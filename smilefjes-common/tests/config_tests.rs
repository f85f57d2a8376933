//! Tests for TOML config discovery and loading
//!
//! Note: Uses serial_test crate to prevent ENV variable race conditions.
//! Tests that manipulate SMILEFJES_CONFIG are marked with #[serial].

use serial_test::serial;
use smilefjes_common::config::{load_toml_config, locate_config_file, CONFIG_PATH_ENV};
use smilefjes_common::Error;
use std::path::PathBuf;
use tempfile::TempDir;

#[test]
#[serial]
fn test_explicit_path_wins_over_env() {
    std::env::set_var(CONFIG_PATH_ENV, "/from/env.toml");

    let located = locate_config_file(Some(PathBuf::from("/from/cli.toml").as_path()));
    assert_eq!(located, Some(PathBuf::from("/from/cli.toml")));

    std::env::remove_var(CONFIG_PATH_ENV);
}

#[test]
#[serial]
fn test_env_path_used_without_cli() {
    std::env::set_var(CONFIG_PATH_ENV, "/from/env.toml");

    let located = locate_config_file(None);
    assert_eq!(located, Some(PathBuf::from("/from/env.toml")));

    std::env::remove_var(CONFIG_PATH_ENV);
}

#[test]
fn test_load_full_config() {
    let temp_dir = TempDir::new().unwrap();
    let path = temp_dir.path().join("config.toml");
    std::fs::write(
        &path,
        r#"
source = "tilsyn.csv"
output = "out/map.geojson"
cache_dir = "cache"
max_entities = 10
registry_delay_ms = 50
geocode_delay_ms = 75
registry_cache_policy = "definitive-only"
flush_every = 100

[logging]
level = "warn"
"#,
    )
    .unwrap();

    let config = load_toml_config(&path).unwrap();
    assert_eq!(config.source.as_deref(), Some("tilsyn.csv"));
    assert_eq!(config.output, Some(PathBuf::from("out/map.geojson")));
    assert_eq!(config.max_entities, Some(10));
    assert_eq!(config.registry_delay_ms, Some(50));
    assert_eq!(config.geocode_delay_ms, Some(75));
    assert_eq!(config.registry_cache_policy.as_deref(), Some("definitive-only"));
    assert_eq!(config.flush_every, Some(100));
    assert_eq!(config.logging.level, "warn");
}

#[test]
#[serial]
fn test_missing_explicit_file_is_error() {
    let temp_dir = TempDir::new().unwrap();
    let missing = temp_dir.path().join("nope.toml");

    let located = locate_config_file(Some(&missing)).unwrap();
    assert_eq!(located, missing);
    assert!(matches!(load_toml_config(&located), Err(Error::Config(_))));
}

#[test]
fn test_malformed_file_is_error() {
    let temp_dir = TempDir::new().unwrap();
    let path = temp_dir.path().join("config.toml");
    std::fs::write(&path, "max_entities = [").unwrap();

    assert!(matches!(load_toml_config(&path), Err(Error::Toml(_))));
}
-.-.-
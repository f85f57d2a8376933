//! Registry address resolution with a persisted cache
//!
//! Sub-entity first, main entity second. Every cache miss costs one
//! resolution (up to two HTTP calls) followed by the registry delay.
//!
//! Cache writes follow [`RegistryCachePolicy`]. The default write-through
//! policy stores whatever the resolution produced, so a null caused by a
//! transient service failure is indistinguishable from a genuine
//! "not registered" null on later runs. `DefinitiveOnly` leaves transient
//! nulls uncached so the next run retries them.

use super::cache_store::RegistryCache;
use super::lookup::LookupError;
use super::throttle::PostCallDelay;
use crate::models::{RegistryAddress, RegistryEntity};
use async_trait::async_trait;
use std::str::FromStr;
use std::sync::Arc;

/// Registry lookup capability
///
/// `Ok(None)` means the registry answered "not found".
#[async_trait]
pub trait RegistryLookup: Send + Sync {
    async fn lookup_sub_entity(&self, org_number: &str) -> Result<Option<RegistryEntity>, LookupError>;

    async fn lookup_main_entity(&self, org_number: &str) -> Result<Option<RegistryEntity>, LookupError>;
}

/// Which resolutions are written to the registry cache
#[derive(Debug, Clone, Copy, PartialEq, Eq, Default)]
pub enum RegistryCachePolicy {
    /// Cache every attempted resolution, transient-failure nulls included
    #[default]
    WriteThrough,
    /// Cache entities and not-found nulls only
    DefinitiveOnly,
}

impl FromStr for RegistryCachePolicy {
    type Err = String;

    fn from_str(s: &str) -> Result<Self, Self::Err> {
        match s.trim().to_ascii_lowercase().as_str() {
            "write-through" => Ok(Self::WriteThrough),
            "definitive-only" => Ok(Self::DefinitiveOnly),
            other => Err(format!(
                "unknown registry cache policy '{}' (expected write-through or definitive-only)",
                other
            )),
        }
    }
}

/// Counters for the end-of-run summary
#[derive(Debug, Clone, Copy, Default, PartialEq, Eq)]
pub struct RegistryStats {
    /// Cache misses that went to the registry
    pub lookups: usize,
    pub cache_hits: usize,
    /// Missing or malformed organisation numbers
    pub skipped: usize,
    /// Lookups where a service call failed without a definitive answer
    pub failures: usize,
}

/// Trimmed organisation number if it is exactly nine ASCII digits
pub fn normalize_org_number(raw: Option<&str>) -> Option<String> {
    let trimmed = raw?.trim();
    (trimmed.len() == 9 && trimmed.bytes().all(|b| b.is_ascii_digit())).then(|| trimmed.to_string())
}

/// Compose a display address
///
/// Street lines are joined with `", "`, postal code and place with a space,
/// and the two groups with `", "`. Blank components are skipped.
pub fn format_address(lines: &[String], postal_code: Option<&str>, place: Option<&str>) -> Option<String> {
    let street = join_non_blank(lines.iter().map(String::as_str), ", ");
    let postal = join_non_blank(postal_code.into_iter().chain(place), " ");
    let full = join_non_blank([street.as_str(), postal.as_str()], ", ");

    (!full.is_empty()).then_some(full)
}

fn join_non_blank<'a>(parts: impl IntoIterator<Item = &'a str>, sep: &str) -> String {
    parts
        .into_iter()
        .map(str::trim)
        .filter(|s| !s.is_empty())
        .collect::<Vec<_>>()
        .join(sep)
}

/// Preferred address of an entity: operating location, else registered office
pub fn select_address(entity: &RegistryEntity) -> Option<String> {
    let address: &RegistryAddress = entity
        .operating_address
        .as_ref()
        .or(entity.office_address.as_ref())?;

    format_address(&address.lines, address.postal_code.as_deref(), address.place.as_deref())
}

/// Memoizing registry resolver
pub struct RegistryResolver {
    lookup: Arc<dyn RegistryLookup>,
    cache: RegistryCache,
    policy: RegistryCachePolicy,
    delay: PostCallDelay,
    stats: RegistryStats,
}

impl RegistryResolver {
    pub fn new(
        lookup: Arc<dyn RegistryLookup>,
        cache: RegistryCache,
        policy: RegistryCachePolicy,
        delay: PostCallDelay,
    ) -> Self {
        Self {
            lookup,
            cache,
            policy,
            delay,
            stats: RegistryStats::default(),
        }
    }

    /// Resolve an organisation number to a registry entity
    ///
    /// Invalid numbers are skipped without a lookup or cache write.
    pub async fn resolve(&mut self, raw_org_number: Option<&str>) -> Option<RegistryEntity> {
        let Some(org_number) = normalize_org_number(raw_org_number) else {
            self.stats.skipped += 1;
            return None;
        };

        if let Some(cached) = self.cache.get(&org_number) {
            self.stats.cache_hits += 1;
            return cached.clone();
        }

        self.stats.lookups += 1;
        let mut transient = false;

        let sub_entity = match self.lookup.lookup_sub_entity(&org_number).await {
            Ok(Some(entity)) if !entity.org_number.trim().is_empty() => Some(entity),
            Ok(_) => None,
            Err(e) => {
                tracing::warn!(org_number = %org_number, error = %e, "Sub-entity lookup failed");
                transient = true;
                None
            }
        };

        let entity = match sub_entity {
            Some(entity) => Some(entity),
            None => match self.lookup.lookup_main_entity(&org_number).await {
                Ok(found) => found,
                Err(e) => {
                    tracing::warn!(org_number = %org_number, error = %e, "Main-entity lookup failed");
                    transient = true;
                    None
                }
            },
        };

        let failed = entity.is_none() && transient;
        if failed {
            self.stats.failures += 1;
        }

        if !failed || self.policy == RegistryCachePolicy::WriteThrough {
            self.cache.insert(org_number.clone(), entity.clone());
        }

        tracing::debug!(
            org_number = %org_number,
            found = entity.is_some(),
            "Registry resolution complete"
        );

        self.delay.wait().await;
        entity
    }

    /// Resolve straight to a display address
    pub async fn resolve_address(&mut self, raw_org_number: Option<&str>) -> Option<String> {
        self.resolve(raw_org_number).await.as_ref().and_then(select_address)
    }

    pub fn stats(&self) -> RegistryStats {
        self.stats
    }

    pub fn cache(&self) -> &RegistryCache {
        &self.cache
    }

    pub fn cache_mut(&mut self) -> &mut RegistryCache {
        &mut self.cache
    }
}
-.-.-
Using the material above, work out how many lines hold the word "RegistryStats". Reply with that number alone.

• _Exercise response_
4